Papá Goriot tomó al vuelo
estas palabras, como un perro que adivina el movimiento de su amo.
-¿Cómo volvió usted? -le
preguntó Vautrin.
-A pie -respondió
Eugenio.
-A mí -repuso el
tentador- no me gustan los placeres a medias; me agradaría ir en coche a su
palco y volver muy cómodamente. Todo o nada: esta es mi divisa.
-Y que no es mala -repuso
la señora Vauquer.
-Supongo que irá usted a
ver a la señora de Nucingen -dijo Eugenio a Goriot en voz baja-. Estoy seguro
de que lo recibirá con los brazos abiertos y de que le hará mil preguntas
acerca de mí. He sabido que daría cualquier cosa en el mundo por ser recibida
en casa de mi prima. No se olvide de decirle que la quiero demasiado para no
pensar en procurarle esta satisfacción.
Rastignac se fue
inmediatamente a la Escuela de Derecho, porque permanecer el menor tiempo
posible en aquella odiosa casa, Callejeó durante todo el día en medio de esa
fiebre que conocen los jóvenes afectados por grandes esperanzas. Los
razonamientos de Vautrin le hacían reflexionar acerca de la vida social, cuando
encontró a su amigo Bianchon en el Jardín del Luxemburgo
-¿De dónde ha sacado ese
aire tan grave? -le dijo el estudiante de medicina tomándolo del brazo para
pasearse por delante del palacio.
-Estoy atormentado por
malas ideas.
-¿De qué género? Porque
las ideas se curan.
-¿Cómo?
-Sucumbiendo a ellas.
-Te ríes sin saber de lo
que se trata. ¿Has leído a leído a Rousseau?
-Sí.
-¿Te acuerdas de aquel
pasaje en el que le pregunta al lector qué haría en el caso de que pudiese
enriquecerse matando en la China, con su sola voluntad, a un anciano sin
moverse de París?
-Sí.
-¡Y bien!...
-¡Bah! Yo ya estoy en mi
trigésimo tercer mandarín.
-No bromees.
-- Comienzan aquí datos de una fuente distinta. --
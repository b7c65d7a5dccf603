//! Periodic market refresh with a pause guard.
//!
//! A single task owns the timer. On every tick it consults the pause flag
//! and only then fetches; a failed fetch is logged and dropped, leaving
//! the previous snapshot on screen until the next tick succeeds. The task
//! ends as soon as the receiving side goes away.

use crate::core::market::{AssetSnapshot, MarketProvider};
use std::sync::Arc;
use std::time::Duration;
use tokio::sync::{mpsc, watch};
use tokio::task::JoinHandle;
use tracing::{debug, warn};

pub struct Poller<P: ?Sized> {
    provider: Arc<P>,
    interval: Duration,
}

impl<P: MarketProvider + ?Sized + 'static> Poller<P> {
    pub fn new(provider: Arc<P>, interval: Duration) -> Self {
        Self { provider, interval }
    }

    /// Starts the refresh loop. The first fetch happens immediately, then
    /// one per interval while `paused` reads false. Snapshots arrive on
    /// the returned channel; dropping the receiver stops the loop.
    pub fn spawn(
        self,
        paused: watch::Receiver<bool>,
    ) -> (mpsc::Receiver<Vec<AssetSnapshot>>, JoinHandle<()>) {
        let (tx, rx) = mpsc::channel(1);

        let handle = tokio::spawn(async move {
            let mut ticker = tokio::time::interval(self.interval);
            ticker.set_missed_tick_behavior(tokio::time::MissedTickBehavior::Skip);

            loop {
                ticker.tick().await;

                if *paused.borrow() {
                    debug!("Refresh tick skipped: paused");
                    continue;
                }

                match self.provider.fetch_markets().await {
                    Ok(assets) => {
                        if tx.send(assets).await.is_err() {
                            break;
                        }
                    }
                    Err(e) => {
                        // Previous snapshot stays visible; the next tick
                        // is the retry.
                        warn!(error = %e, "Market refresh failed");
                    }
                }
            }
        });

        (rx, handle)
    }
}
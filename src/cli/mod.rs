//! Terminal rendering and command entry points.

pub mod chart;
pub mod markets;
pub mod movers;
pub mod setup;
pub mod target;
pub mod ui;
pub mod watch;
Vamos a ver,
si te probasen que la cosa es posible y que te bastaría hacer un movimiento de
cabeza, ¿lo harías?
-¿Es muy viejo el
mandarín? Pero no, joven o viejo, paralítico o sano, a fe mía… ¡Diantre! Y
bien, no.
-Bianchon, eres un buen
muchacho. Pero, ¿si amases a una mujer hasta el punto de vender tu alma al
diablo por ella, y necesitases dinero, mucho dinero, para sus vestidos, para su
coche, para sus caprichos, en fin?
-Hombre, tú quieres que
razone y me estás quitando la razón.
-Sí, Bianchon, yo estoy
loco, cúrame. Tengo dos hermanas que son dos ángeles de belleza, de candor, y
quiero hacerlas felices. ¿Cómo adquirir en cinco años doscientos mil francos
para dotarlas? Mira, existen circunstancias en la vida en que hay que jugar el
todo por el todo y en que es preciso no gastar la vida en ganar dinero.
-Hombre, tú planteas la
cuestión que tiene que resolver todo el mundo al entrar en la vida y quieres
cortar el nudo gordiano con la espada. Pero, querido mío, para obrar de ese
modo es preciso ser Alejandro o exponerse a ir a presidio. Yo me considero
feliz con la modesta vida que haré en provincia sucediendo sencillamente a mi
padre. Los afectos del hombre lo mismo se satisfacen en un pequeño círculo que
en una inmensa circunferencia. Napoleón no almorzaba dos veces al día y no
podía tener más queridas que las que tiene un estudiante de medicina cuando
está interno en los Capuchinos. Nuestra dicha, querido mío, se mantendrá
siempre entre la planta de nuestros dientes y nuestro occipucio; y que cueste
un millón al año o cien luises, en nuestro interior la percepción intrínseca
siempre es la misma. Me decido por conservar la vida del chino.
-Gracias, Bianchon, me
has hecho mucho bien, seremos siempre amigos.
-Oye -repuso el
estudiante de medicina-, al salir de la clase de Cuvier, en el Jardín Botánico,
vi a la Michonneau y a Poiret hablando en un banco con un señor a quien conozco
por haberlo visto junto al Congreso durante los motines del año pasado, y que
me pareció ser algún agente de policía disfrazado de honrado burgués que vive
de sus rentas. Examinemos a esa pareja: ya te diré por qué. Adiós, voy a
presentarme a la lista que pasan en el hospital a las cuatro.